== DATA TO USE ==
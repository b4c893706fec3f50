// SPDX-License-Identifier: GPL-3.0-only

//! The system image being installed
//!
//! Either the running live medium (a directory) or an ISO image that is
//! loop-mounted for as long as the source lives. Top-level `EFI` and `boot`
//! go to the EFI partition, everything else to the system partition.

use std::fs;
use std::io;
use std::path::{Path, PathBuf};

use tracing::info;

use livecopy_sys::tree_size;

use crate::error::{LiveCopyError, Result};
use crate::fs_tasks::blocking;
use crate::mount_stack::MountStack;

/// Top-level entries of the source that belong on the EFI partition.
pub const EFI_ENTRIES: [&str; 2] = ["EFI", "boot"];

/// Default location of the running live medium.
pub const LIVE_MEDIUM: &str = "/run/live/medium";

const VERSION_FILE: &str = ".disk/info";

pub struct SystemSource {
    root: PathBuf,
    version: String,
    system_bytes: u64,
    exchange_dir: Option<PathBuf>,
    data_dir: Option<PathBuf>,
    iso_mount: Option<MountStack>,
}

fn read_version(root: &Path) -> Result<String> {
    let path = root.join(VERSION_FILE);
    let content = fs::read_to_string(&path).map_err(|e| {
        LiveCopyError::Environment(format!(
            "cannot determine system version from {}: {e}",
            path.display()
        ))
    })?;
    content
        .lines()
        .next()
        .map(str::trim)
        .filter(|line| !line.is_empty())
        .map(str::to_string)
        .ok_or_else(|| LiveCopyError::Environment(format!("{} is empty", path.display())))
}

/// Size of the tree minus the boot files that go to the EFI partition.
fn measure(root: &Path) -> io::Result<u64> {
    let total = tree_size(root)?;
    let mut efi = 0;
    for entry in EFI_ENTRIES {
        let path = root.join(entry);
        if path.is_dir() {
            efi += tree_size(&path)?;
        }
    }
    Ok(total.saturating_sub(efi))
}

impl SystemSource {
    /// Use a mounted live medium or unpacked image directory.
    pub async fn from_medium(root: impl Into<PathBuf>) -> Result<Self> {
        let root = root.into();
        if !root.is_dir() {
            return Err(LiveCopyError::Environment(format!(
                "system medium {} is missing",
                root.display()
            )));
        }
        let version = read_version(&root)?;
        let measured_root = root.clone();
        let system_bytes =
            blocking(format!("measuring {}", root.display()), move || measure(&measured_root))
                .await?;

        info!(root = %root.display(), %version, system_bytes, "system source ready");
        Ok(Self {
            root,
            version,
            system_bytes,
            exchange_dir: None,
            data_dir: None,
            iso_mount: None,
        })
    }

    /// Loop-mount an ISO image; the mount is held until [`Self::release`].
    pub async fn from_iso(image: &Path, mut mounts: MountStack) -> Result<Self> {
        let root = match mounts.mount_loop(image).await {
            Ok(root) => root,
            Err(error) => {
                mounts.release_all().await?;
                return Err(error.into());
            }
        };
        match Self::from_medium(root).await {
            Ok(mut source) => {
                source.iso_mount = Some(mounts);
                Ok(source)
            }
            Err(error) => {
                mounts.release_all().await?;
                Err(error)
            }
        }
    }

    /// Exchange content to copy onto new installations.
    pub fn with_exchange_dir(mut self, dir: impl Into<PathBuf>) -> Self {
        self.exchange_dir = Some(dir.into());
        self
    }

    /// Persistence content to copy onto new installations.
    pub fn with_data_dir(mut self, dir: impl Into<PathBuf>) -> Self {
        self.data_dir = Some(dir.into());
        self
    }

    pub fn root(&self) -> &Path {
        &self.root
    }

    pub fn version(&self) -> &str {
        &self.version
    }

    /// Bytes going to the system partition
    pub fn system_size(&self) -> u64 {
        self.system_bytes
    }

    pub fn exchange_dir(&self) -> Option<&Path> {
        self.exchange_dir.as_deref()
    }

    pub fn data_dir(&self) -> Option<&Path> {
        self.data_dir.as_deref()
    }

    pub fn is_iso(&self) -> bool {
        self.iso_mount.is_some()
    }

    /// Unmount the ISO image, if any.
    pub async fn release(&mut self) -> Result<()> {
        if let Some(mut mounts) = self.iso_mount.take() {
            mounts.release_all().await?;
        }
        Ok(())
    }
}

#[cfg(test)]
mod tests {
    use super::*;

    fn write(path: &Path, content: &str) {
        fs::create_dir_all(path.parent().unwrap()).unwrap();
        fs::write(path, content).unwrap();
    }

    #[tokio::test]
    async fn medium_reports_version_and_split_sizes() {
        let root = tempfile::tempdir().unwrap();
        write(&root.path().join(".disk/info"), "Debian Live 12 (20260301)\nbuild host\n");
        write(&root.path().join("live/filesystem.squashfs"), "0123456789");
        write(&root.path().join("EFI/boot/bootx64.efi"), "efi");
        write(&root.path().join("boot/grub/grub.cfg"), "cfg");

        let source = SystemSource::from_medium(root.path()).await.unwrap();
        assert_eq!(source.version(), "Debian Live 12 (20260301)");
        assert_eq!(source.system_size(), 10 + "Debian Live 12 (20260301)\nbuild host\n".len() as u64);
        assert!(!source.is_iso());
    }

    #[tokio::test]
    async fn missing_version_is_an_environment_error() {
        let root = tempfile::tempdir().unwrap();
        let err = SystemSource::from_medium(root.path()).await.err().unwrap();
        assert!(matches!(err, LiveCopyError::Environment(_)));

        let err = SystemSource::from_medium(root.path().join("gone")).await.err().unwrap();
        assert!(matches!(err, LiveCopyError::Environment(_)));
    }
}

== WORK TO COMPLETE ==
Across the listing, how many lines hold "that"? The answer must be the number only.

== ANSWER TO THIS EXERCISE ==
3